Curriculum Design
Constructive Disruption (Lettmann, Hillyard & White 2021) is a new curriculum model developed in 2021 with a material laboratory (MAT_er.LAB) founded in 2019 and a co-created communal dye garden (Growth Garden) at its core. The non-hierarchical design of the framework has provided and opportunity for student and staff engagement which has brings the outdoor space to life through the growing, tending and harvesting of plants for material experimentation in workshops, to the enhancement of student projects since 2021.
As a STEAM approach, it embeds Art within the STEM agenda through a four layered pedagogical structure that feeds into a curriculum framework mimicking the seasonal calendar to allow several entry points and lifelong learning.
Designed to form an inclusive and equal learning system for ‘constructive disruption’, strategies aim to dismantle the existing knowledge-accruing focused learning structures that currently prevail. Seeking change beyond education, this proposal also questions dominating point-based application systems as irrelevant for cultural change.
This curriculum proposal seeks to instigate a critical understanding of the world that is and the one that is yet to come.
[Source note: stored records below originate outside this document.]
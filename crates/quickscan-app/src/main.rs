// SPDX-License-Identifier: PMPL-1.0-or-later
// Copyright (c) 2026 Jonathan D.A. Jewell (hyperpolymath) <jonathan.jewell@open.ac.uk>
//
// QuickScan: capture camera frames and export them as a PDF
//
// Entry point. Initialises logging and backend services, and launches the
// Dioxus UI.

mod pages;
mod services;

use dioxus::prelude::*;

use pages::scanner::Scanner;
use services::app_services::AppServices;

fn main() {
    tracing_subscriber::fmt()
        .with_env_filter(
            tracing_subscriber::EnvFilter::try_from_default_env()
                .unwrap_or_else(|_| tracing_subscriber::EnvFilter::new("info")),
        )
        .init();

    tracing::info!("QuickScan starting");

    dioxus::launch(app);
}

/// Root component.
fn app() -> Element {
    let svc = use_hook(|| match AppServices::init() {
        Ok(s) => {
            tracing::info!("backend services initialised");
            s
        }
        Err(e) => {
            tracing::error!(error = %e, "data directory unavailable, using temp dir");
            AppServices::fallback()
        }
    });

    use_context_provider(|| svc.clone());

    rsx! {
        div { class: "app-container",
            style: "display: flex; flex-direction: column; min-height: 100vh; font-family: system-ui, -apple-system, sans-serif;",

            header { style: "padding: 12px 16px; border-bottom: 1px solid #e0e0e0; background: #fafafa;",
                h1 { style: "margin: 0; font-size: 20px;", "QuickScan Prototype" }
            }

            main { style: "flex: 1; padding: 16px;",
                Scanner {}
            }

            footer { style: "padding: 8px 16px; border-top: 1px solid #e0e0e0; color: #888; font-size: 12px;",
                "Pages stay on this device until you export them."
            }
        }
    }
}
// SPDX-License-Identifier: PMPL-1.0-or-later
// Copyright (c) 2026 Jonathan D.A. Jewell (hyperpolymath) <jonathan.jewell@open.ac.uk>
//
// Synthetic camera: renders a moving test pattern instead of reading
// hardware. Used for demos on machines without a camera and by the capture
// tests, which inspect track state through `SyntheticProbe`.

use std::sync::atomic::{AtomicBool, Ordering};
use std::sync::{Arc, Mutex};

use quickscan_core::error::{QuickscanError, Result};
use quickscan_core::types::{CameraConstraints, RawFrame};
use tracing::{debug, info};

use crate::traits::{CameraStream, NativeCamera, TrackState};

type TrackRegistry = Arc<Mutex<Vec<Arc<AtomicBool>>>>;

/// Test-pattern camera producing `width` x `height` RGB frames.
pub struct SyntheticCamera {
    width: u32,
    height: u32,
    denial: Option<String>,
    tracks: TrackRegistry,
}

impl SyntheticCamera {
    pub fn new(width: u32, height: u32) -> Self {
        Self {
            width,
            height,
            denial: None,
            tracks: Arc::default(),
        }
    }

    /// A camera whose permission prompt is always refused with `reason`.
    pub fn denied(reason: impl Into<String>) -> Self {
        Self {
            denial: Some(reason.into()),
            ..Self::new(1, 1)
        }
    }

    /// Handle for observing the tracks of every stream this camera opened.
    pub fn probe(&self) -> SyntheticProbe {
        SyntheticProbe {
            tracks: Arc::clone(&self.tracks),
        }
    }
}

impl NativeCamera for SyntheticCamera {
    fn backend_name(&self) -> &str {
        "Synthetic test pattern"
    }

    fn open_stream(&self, constraints: &CameraConstraints) -> Result<Box<dyn CameraStream>> {
        if let Some(reason) = &self.denial {
            return Err(QuickscanError::CameraUnavailable(reason.clone()));
        }
        if constraints.audio {
            return Err(QuickscanError::CameraUnavailable(
                "audio capture is not supported".into(),
            ));
        }
        if self.width == 0 || self.height == 0 {
            return Err(QuickscanError::CameraUnavailable(format!(
                "synthetic source has no pixels ({}x{})",
                self.width, self.height
            )));
        }

        let live = Arc::new(AtomicBool::new(true));
        if let Ok(mut tracks) = self.tracks.lock() {
            tracks.push(Arc::clone(&live));
        }

        info!(
            width = self.width,
            height = self.height,
            facing = ?constraints.facing,
            "synthetic stream opened"
        );

        Ok(Box::new(SyntheticStream {
            width: self.width,
            height: self.height,
            tick: 0,
            live,
        }))
    }
}

/// Read-only view of the tracks opened by a `SyntheticCamera`.
#[derive(Clone)]
pub struct SyntheticProbe {
    tracks: TrackRegistry,
}

impl SyntheticProbe {
    /// Number of tracks that are still live.
    pub fn live_tracks(&self) -> usize {
        self.tracks
            .lock()
            .map(|t| t.iter().filter(|live| live.load(Ordering::SeqCst)).count())
            .unwrap_or(0)
    }

    /// Number of tracks ever opened.
    pub fn opened_tracks(&self) -> usize {
        self.tracks.lock().map(|t| t.len()).unwrap_or(0)
    }
}

struct SyntheticStream {
    width: u32,
    height: u32,
    tick: u32,
    live: Arc<AtomicBool>,
}

impl CameraStream for SyntheticStream {
    fn natural_size(&self) -> Option<(u32, u32)> {
        self.live
            .load(Ordering::SeqCst)
            .then_some((self.width, self.height))
    }

    fn grab_frame(&mut self) -> Result<RawFrame> {
        if !self.live.load(Ordering::SeqCst) {
            return Err(QuickscanError::NoActiveStream);
        }
        self.tick = self.tick.wrapping_add(1);
        let pixels = render_pattern(self.width, self.height, self.tick);
        debug!(tick = self.tick, "synthetic frame rendered");
        RawFrame::new(self.width, self.height, pixels)
    }

    fn tracks(&self) -> Vec<TrackState> {
        if self.live.load(Ordering::SeqCst) {
            vec![TrackState::Live]
        } else {
            vec![TrackState::Ended]
        }
    }

    fn stop(&mut self) {
        if self.live.swap(false, Ordering::SeqCst) {
            info!("synthetic stream stopped");
        }
    }
}

/// Diagonal colour gradient that shifts by `tick` so consecutive frames differ.
fn render_pattern(width: u32, height: u32, tick: u32) -> Vec<u8> {
    let mut pixels = Vec::with_capacity(width as usize * height as usize * 3);
    for y in 0..height {
        for x in 0..width {
            let r = (x * 255 / width.max(1)) as u8;
            let g = (y * 255 / height.max(1)) as u8;
            let b = (tick.wrapping_mul(16) & 0xFF) as u8;
            pixels.extend_from_slice(&[r, g, b]);
        }
    }
    pixels
}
Through the lens of environmental and social activism, of humanity and solidarity, its impact on communities close to students and staff evolving from collaboration and empathy will reveal and inform a fair, pluralistic future.
The diagram reflects the pedagogical idea of Constructive Disruption, a nature-based curriculum that evolves and changes with Earth’s seasonal rhythm. It comprises four stages, the activities of the Growth Garden in layer 1 and MAT_er.LAB on layer 2. The student experience resulting from both these practical cycles of experimentation is reflected in layer 3. Layer 4 documents the societal and environmental impact driven by the students and staff alike. Not dissimilar to the cultural movements of the 1960’s (Mueller 2004: 79), Constructive Disruption questions the wider meritocratic order and envisions education as part of a wider movement of participatory democracy upholding the communal over the individual.
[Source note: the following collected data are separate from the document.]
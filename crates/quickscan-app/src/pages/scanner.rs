// SPDX-License-Identifier: PMPL-1.0-or-later
// Copyright (c) 2026 Jonathan D.A. Jewell (hyperpolymath) <jonathan.jewell@open.ac.uk>
//
// Scanner page: live camera view, capture, page list and PDF export.
//
// The camera is owned by a `ScanController` held in a signal, so it is
// released when the page unmounts even if nobody pressed Stop. The render
// never reads that signal: what the page shows lives in small signals that
// the handlers update, so the live view ticking does not re-render the page.

use std::time::Duration;

use dioxus::prelude::*;

use quickscan_capture::{ScanController, export_images};
use quickscan_core::error::QuickscanError;
use quickscan_core::human_errors::{Severity, humanize_error};

use crate::services::app_services::AppServices;

/// How often the live view pulls a new frame.
const PREVIEW_INTERVAL: Duration = Duration::from_millis(150);

/// Dialog level for an error of the given severity.
fn message_level(severity: Severity) -> rfd::MessageLevel {
    match severity {
        Severity::Notice => rfd::MessageLevel::Info,
        Severity::ActionRequired => rfd::MessageLevel::Warning,
        Severity::Permanent => rfd::MessageLevel::Error,
    }
}

/// Blocking alert for failures the user has to acknowledge.
fn alert(err: &QuickscanError) {
    let human = humanize_error(err);
    tracing::warn!(error = %err, severity = ?human.severity, "showing alert");
    rfd::MessageDialog::new()
        .set_level(message_level(human.severity))
        .set_title("QuickScan")
        .set_description(human.alert_text())
        .set_buttons(rfd::MessageButtons::Ok)
        .show();
}

/// Data URLs for the preview panel. Updated by the handlers that change the
/// session, never rebuilt on render.
#[derive(Debug, Clone, Default, PartialEq)]
struct SessionView {
    captured: Option<String>,
    pages: Vec<String>,
}

impl SessionView {
    fn of(ctrl: &ScanController) -> Self {
        let session = ctrl.session();
        Self {
            captured: session.captured().map(|c| c.to_data_url()),
            pages: session.pages().iter().map(|p| p.to_data_url()).collect(),
        }
    }

    /// Mirror a successful `add_page`.
    fn commit_capture(&mut self) {
        if let Some(url) = self.captured.take() {
            self.pages.push(url);
        }
    }
}

#[component]
pub fn Scanner() -> Element {
    let svc = use_context::<AppServices>();
    let mut controller = use_signal({
        let svc = svc.clone();
        move || ScanController::new(svc.camera(), &svc.config())
    });
    let camera_name = use_hook(|| controller.peek().camera_name().to_string());
    let mut streaming = use_signal(|| false);
    let mut live_frame = use_signal(|| Option::<String>::None);
    let mut session_view = use_signal(SessionView::default);
    let mut status_msg = use_signal(|| Option::<String>::None);
    let mut exporting = use_signal(|| false);

    // Live view: grab on the event loop, encode on a worker.
    use_future(move || async move {
        loop {
            tokio::time::sleep(PREVIEW_INTERVAL).await;
            if !controller.peek().stream_active() {
                if live_frame.peek().is_some() {
                    live_frame.set(None);
                }
                continue;
            }
            let grabbed = controller.write().grab_preview();
            let job = match grabbed {
                Ok(job) => job,
                Err(e) => {
                    tracing::debug!(error = %e, "preview frame skipped");
                    continue;
                }
            };
            let rendered =
                tokio::task::spawn_blocking(move || job.render().map(|i| i.to_data_url())).await;
            match rendered {
                // The camera may have been stopped while the frame was encoding.
                Ok(Ok(url)) if controller.peek().stream_active() => live_frame.set(Some(url)),
                Ok(Ok(_)) => {}
                Ok(Err(e)) => tracing::debug!(error = %e, "preview frame skipped"),
                Err(e) => tracing::warn!(error = %e, "preview task failed"),
            }
        }
    });

    // Release the camera when the page goes away.
    use_drop(move || {
        if let Ok(mut ctrl) = controller.try_write() {
            if ctrl.stop_camera() {
                tracing::info!("camera released on unmount");
            }
        }
    });

    let is_streaming = *streaming.read();
    let view = session_view.read();
    let page_count = view.pages.len();

    rsx! {
        div { style: "display: flex; gap: 24px; flex-wrap: wrap;",

            // -- Camera panel --
            div { style: "flex: 2; min-width: 320px;",
                LiveView { frame: live_frame }
                p { style: "color: #888; font-size: 12px; margin: 4px 0;", "Source: {camera_name}" }

                div { style: "display: flex; gap: 8px; flex-wrap: wrap; margin-top: 12px;",
                    button {
                        style: "padding: 10px 16px; border-radius: 8px; border: 1px solid #007aff; color: #007aff; background: white;",
                        onclick: move |_| {
                            if controller.peek().stream_active() {
                                controller.write().stop_camera();
                                streaming.set(false);
                                live_frame.set(None);
                                status_msg.set(Some("Camera stopped.".into()));
                            } else {
                                let started = controller.write().start_camera();
                                match started {
                                    Ok(()) => {
                                        streaming.set(true);
                                        status_msg.set(Some("Camera started.".into()));
                                    }
                                    Err(e) => {
                                        streaming.set(false);
                                        alert(&e);
                                    }
                                }
                            }
                        },
                        if is_streaming { "Stop Camera" } else { "Start Camera" }
                    }
                    button {
                        style: "padding: 10px 16px; border-radius: 8px; border: none; background: #007aff; color: white;",
                        disabled: !is_streaming,
                        onclick: move |_| {
                            let captured = controller
                                .write()
                                .capture_frame()
                                .map(|c| (c.width(), c.height(), c.to_data_url()));
                            match captured {
                                Ok((w, h, url)) => {
                                    session_view.write().captured = Some(url);
                                    status_msg.set(Some(format!("Captured {w}x{h}.")));
                                }
                                Err(QuickscanError::NoActiveStream) => {
                                    tracing::info!("capture ignored, camera not running");
                                    status_msg.set(Some(humanize_error(&QuickscanError::NoActiveStream).message));
                                }
                                Err(e) => alert(&e),
                            }
                        },
                        "Capture"
                    }
                    button {
                        style: "padding: 10px 16px; border-radius: 8px; border: 1px solid #ccc; background: white;",
                        onclick: move |_| {
                            if controller.write().add_page() {
                                session_view.write().commit_capture();
                                let n = controller.peek().session().page_count();
                                status_msg.set(Some(format!("Page {n} added.")));
                            }
                        },
                        "Add Page"
                    }
                    button {
                        style: "padding: 10px 16px; border-radius: 8px; border: none; background: #34c759; color: white;",
                        disabled: *exporting.read(),
                        onclick: {
                            let svc = svc.clone();
                            move |_| {
                                let prepared = {
                                    let ctrl = controller.peek();
                                    ctrl.export_set().map(|images| {
                                        (images, ctrl.pdf_writer(), ctrl.export_file_name().to_string())
                                    })
                                };
                                let (images, writer, file_name) = match prepared {
                                    Ok(prepared) => prepared,
                                    Err(e) => {
                                        alert(&e);
                                        return;
                                    }
                                };
                                let sink = svc.download_sink();
                                exporting.set(true);
                                status_msg.set(Some("Building PDF...".into()));

                                spawn(async move {
                                    let result = tokio::task::spawn_blocking(move || {
                                        export_images(&writer, &images, &file_name, &sink)
                                    })
                                    .await;
                                    exporting.set(false);
                                    match result {
                                        Ok(Ok(receipt)) => {
                                            status_msg.set(Some(format!(
                                                "Saved {} page(s) to {} ({} KB)",
                                                receipt.page_count,
                                                receipt.location.display(),
                                                receipt.byte_len / 1024,
                                            )));
                                        }
                                        Ok(Err(e)) => {
                                            status_msg.set(None);
                                            alert(&e);
                                        }
                                        Err(e) => {
                                            tracing::error!(error = %e, "export task failed");
                                            status_msg.set(Some("Export failed.".into()));
                                        }
                                    }
                                });
                            }
                        },
                        if *exporting.read() { "Exporting..." } else { "Export PDF" }
                    }
                    button {
                        style: "padding: 10px 16px; border-radius: 8px; border: 1px solid #ff3b30; color: #ff3b30; background: white;",
                        onclick: move |_| {
                            controller.write().clear_all();
                            session_view.set(SessionView::default());
                            status_msg.set(Some("All pages cleared.".into()));
                        },
                        "Clear"
                    }
                }

                if let Some(ref msg) = *status_msg.read() {
                    p { style: "margin-top: 12px; color: #666; font-size: 14px;", "{msg}" }
                }
            }

            // -- Preview panel --
            div { style: "flex: 1; min-width: 240px;",
                h3 { "Capture" }
                if let Some(ref url) = view.captured {
                    img { src: "{url}", style: "width: 100%; border: 1px solid #ccc; border-radius: 4px;" }
                } else {
                    p { style: "color: #aaa;", "No capture" }
                }

                h3 { "Pages ({page_count})" }
                div { style: "display: grid; grid-template-columns: repeat(auto-fill, minmax(72px, 1fr)); gap: 8px;",
                    for (i, url) in view.pages.iter().enumerate() {
                        div { key: "{i}", style: "display: flex; flex-direction: column; align-items: center; font-size: 12px;",
                            img { src: "{url}", style: "width: 72px; height: 96px; object-fit: cover; border: 1px solid #ccc; border-radius: 4px;" }
                            span { "P{i + 1}" }
                        }
                    }
                }

                p { style: "color: #888; font-size: 12px; margin-top: 16px;",
                    "Capture a frame, then Add Page to keep it. Export PDF includes an unsaved capture as the last page."
                }
            }
        }
    }
}

/// The live camera surface. Only this component re-renders per frame.
#[component]
fn LiveView(frame: Signal<Option<String>>) -> Element {
    rsx! {
        div { style: "background: #111; border-radius: 8px; aspect-ratio: 4 / 3; display: flex; align-items: center; justify-content: center; overflow: hidden;",
            if let Some(ref url) = *frame.read() {
                img { src: "{url}", style: "width: 100%; height: 100%; object-fit: contain;" }
            } else {
                span { style: "color: #888;", "Camera off" }
            }
        }
    }
}

#[cfg(test)]
mod tests {
    use super::*;
    use quickscan_bridge::SyntheticCamera;
    use quickscan_core::AppConfig;

    fn controller() -> ScanController {
        ScanController::new(Box::new(SyntheticCamera::new(32, 24)), &AppConfig::default())
    }

    #[test]
    fn severity_picks_dialog_level() {
        let notice = humanize_error(&QuickscanError::EmptyExport);
        assert!(matches!(message_level(notice.severity), rfd::MessageLevel::Info));

        let denied = humanize_error(&QuickscanError::CameraUnavailable("denied".into()));
        assert!(matches!(message_level(denied.severity), rfd::MessageLevel::Warning));

        let corrupt = humanize_error(&QuickscanError::ImageProcessing("page 1".into()));
        assert!(matches!(message_level(corrupt.severity), rfd::MessageLevel::Error));
    }

    #[test]
    fn incremental_view_matches_session() {
        let mut scan = controller();
        let mut view = SessionView::default();
        scan.start_camera().unwrap();

        for _ in 0..3 {
            view.captured = Some(scan.capture_frame().unwrap().to_data_url());
            assert_eq!(view, SessionView::of(&scan));
            assert!(scan.add_page());
            view.commit_capture();
            assert_eq!(view, SessionView::of(&scan));
        }
        assert_eq!(view.pages.len(), 3);
        assert!(view.captured.is_none());

        // Nothing pending: the view stays as it is.
        assert!(!scan.add_page());
        view.commit_capture();
        assert_eq!(view, SessionView::of(&scan));

        scan.clear_all();
        assert_eq!(SessionView::of(&scan), SessionView::default());
    }
}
Influencing the learning experience through engagement with the unknown and often unpredictable, working with both the Growth Garden and MAT_er.LAB facilitates the development of a circular mindset. The understanding and acceleration of continuous material flows in regenerative systems and awareness building for the value of natural sources within the field of fashion and textile design. Aiming to close material sourcing loops through rethinking product development, artefacts of the third layer provide insights into the rationale for change whether through an environmental, social or employability lens. Bridging different disciplines to establish resilient communities, collaboration is key to achieving alternative approaches to design.
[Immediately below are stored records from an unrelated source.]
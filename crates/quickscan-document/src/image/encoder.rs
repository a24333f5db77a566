// SPDX-License-Identifier: PMPL-1.0-or-later
// Copyright (c) 2026 Jonathan D.A. Jewell (hyperpolymath) <jonathan.jewell@open.ac.uk>
//
// Frame encoder: turns raw RGB camera frames into JPEG captures, and
// validates JPEG captures before they are embedded in a PDF.

use image::codecs::jpeg::JpegEncoder;
use image::{ImageFormat, RgbImage, imageops};
use quickscan_core::config::DEFAULT_JPEG_QUALITY;
use quickscan_core::error::{QuickscanError, Result};
use quickscan_core::types::{EncodedImage, RawFrame};
use tracing::{debug, instrument};

/// Encodes raw frames as baseline JPEG at a fixed quality.
#[derive(Debug, Clone, Copy)]
pub struct FrameEncoder {
    /// JPEG quality (1-100).
    quality: u8,
}

impl FrameEncoder {
    /// Create an encoder. `quality` is clamped to 1..=100.
    pub fn new(quality: u8) -> Self {
        Self {
            quality: quality.clamp(1, 100),
        }
    }

    pub fn quality(&self) -> u8 {
        self.quality
    }

    /// Encode `frame` at its native size. The returned image records the
    /// frame's width and height.
    #[instrument(skip_all, fields(width = frame.width(), height = frame.height(), quality = self.quality))]
    pub fn encode(&self, frame: &RawFrame) -> Result<EncodedImage> {
        let rgb = to_rgb(frame)?;
        let buffer = self.write_jpeg(&rgb)?;
        debug!(bytes = buffer.len(), "frame encoded");
        Ok(EncodedImage::jpeg(buffer, frame.width(), frame.height()))
    }

    /// Encode a downsized copy of `frame` no wider than `max_width`, keeping
    /// the aspect ratio. Frames that already fit are encoded as they are.
    #[instrument(skip_all, fields(width = frame.width(), height = frame.height(), max_width))]
    pub fn encode_preview(&self, frame: &RawFrame, max_width: u32) -> Result<EncodedImage> {
        let rgb = to_rgb(frame)?;
        let max_width = max_width.max(1);
        let rgb = if rgb.width() > max_width {
            let height = (u64::from(rgb.height()) * u64::from(max_width) / u64::from(rgb.width()))
                .max(1) as u32;
            imageops::thumbnail(&rgb, max_width, height)
        } else {
            rgb
        };

        let buffer = self.write_jpeg(&rgb)?;
        debug!(
            bytes = buffer.len(),
            width = rgb.width(),
            height = rgb.height(),
            "preview encoded"
        );
        Ok(EncodedImage::jpeg(buffer, rgb.width(), rgb.height()))
    }

    fn write_jpeg(&self, rgb: &RgbImage) -> Result<Vec<u8>> {
        let mut buffer = Vec::new();
        let encoder = JpegEncoder::new_with_quality(&mut buffer, self.quality);
        rgb.write_with_encoder(encoder).map_err(|err| {
            QuickscanError::ImageProcessing(format!("JPEG encoding failed: {}", err))
        })?;
        Ok(buffer)
    }
}

fn to_rgb(frame: &RawFrame) -> Result<RgbImage> {
    let (width, height) = (frame.width(), frame.height());
    RgbImage::from_raw(width, height, frame.pixels().to_vec()).ok_or_else(|| {
        QuickscanError::InvalidFrame(format!("buffer does not fit {width}x{height}"))
    })
}

impl Default for FrameEncoder {
    fn default() -> Self {
        Self::new(DEFAULT_JPEG_QUALITY)
    }
}

/// What a PDF embedder needs to know about a JPEG stream.
#[derive(Debug, Clone, Copy, PartialEq, Eq)]
pub struct JpegInfo {
    pub width: u32,
    pub height: u32,
    /// Colour components declared in the frame header (1, 3 or 4).
    pub components: u8,
}

/// Fully decode `bytes` as JPEG and report its geometry.
///
/// Decoding the whole image (rather than only the header) catches truncated
/// or corrupt captures before anything is written.
#[instrument(skip_all, fields(bytes_len = bytes.len()))]
pub fn inspect_jpeg(bytes: &[u8]) -> Result<JpegInfo> {
    let decoded = image::load_from_memory_with_format(bytes, ImageFormat::Jpeg).map_err(|err| {
        QuickscanError::ImageProcessing(format!("failed to decode JPEG: {}", err))
    })?;

    let components = match frame_components(bytes) {
        Some(n @ (1 | 3 | 4)) => n,
        Some(n) => {
            return Err(QuickscanError::ImageProcessing(format!(
                "unsupported JPEG component count {n}"
            )));
        }
        None if decoded.color().has_color() => 3,
        None => 1,
    };

    Ok(JpegInfo {
        width: decoded.width(),
        height: decoded.height(),
        components,
    })
}

/// Component count from the first SOFn segment, if one can be found.
fn frame_components(bytes: &[u8]) -> Option<u8> {
    if bytes.len() < 4 || bytes[0] != 0xFF || bytes[1] != 0xD8 {
        return None;
    }
    let mut i = 2;
    while i + 4 <= bytes.len() {
        if bytes[i] != 0xFF {
            return None;
        }
        let marker = bytes[i + 1];
        // Fill bytes.
        if marker == 0xFF {
            i += 1;
            continue;
        }
        let is_sof = (0xC0..=0xCF).contains(&marker) && !matches!(marker, 0xC4 | 0xC8 | 0xCC);
        if is_sof {
            return bytes.get(i + 9).copied();
        }
        // Start of scan: no frame header before entropy-coded data.
        if marker == 0xDA {
            return None;
        }
        let len = u16::from_be_bytes([bytes[i + 2], bytes[i + 3]]) as usize;
        i += 2 + len;
    }
    None
}

#[cfg(test)]
mod tests {
    use super::*;

    fn gradient(width: u32, height: u32) -> RawFrame {
        let mut pixels = Vec::new();
        for y in 0..height {
            for x in 0..width {
                pixels.extend_from_slice(&[(x * 4) as u8, (y * 4) as u8, 128]);
            }
        }
        RawFrame::new(width, height, pixels).unwrap()
    }

    #[test]
    fn encode_keeps_native_dimensions() {
        let encoded = FrameEncoder::default().encode(&gradient(40, 30)).unwrap();
        assert_eq!((encoded.width(), encoded.height()), (40, 30));
        assert_eq!(&encoded.bytes()[..2], &[0xFF, 0xD8]);
        assert_eq!(encoded.mime_type(), "image/jpeg");
    }

    #[test]
    fn default_quality_is_ninety() {
        assert_eq!(FrameEncoder::default().quality(), 90);
        assert_eq!(FrameEncoder::new(0).quality(), 1);
        assert_eq!(FrameEncoder::new(255).quality(), 100);
    }

    #[test]
    fn preview_is_downsized_to_max_width() {
        let preview = FrameEncoder::new(60)
            .encode_preview(&gradient(1920, 1080), 640)
            .unwrap();
        assert_eq!((preview.width(), preview.height()), (640, 360));

        let info = inspect_jpeg(preview.bytes()).unwrap();
        assert_eq!((info.width, info.height), (640, 360));
    }

    #[test]
    fn small_frames_are_not_upscaled_for_preview() {
        let preview = FrameEncoder::default()
            .encode_preview(&gradient(40, 30), 640)
            .unwrap();
        assert_eq!((preview.width(), preview.height()), (40, 30));
    }

    #[test]
    fn inspect_reports_rgb_geometry() {
        let encoded = FrameEncoder::default().encode(&gradient(17, 9)).unwrap();
        let info = inspect_jpeg(encoded.bytes()).unwrap();
        assert_eq!(
            info,
            JpegInfo {
                width: 17,
                height: 9,
                components: 3
            }
        );
    }

    #[test]
    fn inspect_rejects_garbage() {
        let err = inspect_jpeg(b"definitely not a jpeg").unwrap_err();
        assert!(matches!(err, QuickscanError::ImageProcessing(_)));
    }

    #[test]
    fn higher_quality_is_not_smaller() {
        let frame = gradient(64, 64);
        let low = FrameEncoder::new(10).encode(&frame).unwrap();
        let high = FrameEncoder::new(95).encode(&frame).unwrap();
        assert!(high.len() >= low.len());
    }
}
MAT_er.LAB & Growth Garden
Recognising soil and its organisms as essential for life, our research represent nature’s cycles from growing, blooming to harvesting. Feeding into the philosophy of Cradle to Cradle (from soil to soil), flowers, garden and kitchen waste become a biodegradable source of creativity. Essential to find sustainable solutions, science facilitates the experimental encounter with biodegradable materials as substitutes for harmful substances. Engaging with unpredictable results that respond to humidity, sun and air, artefacts mirror the phases of play, iteration and scalability to find innovative outcomes.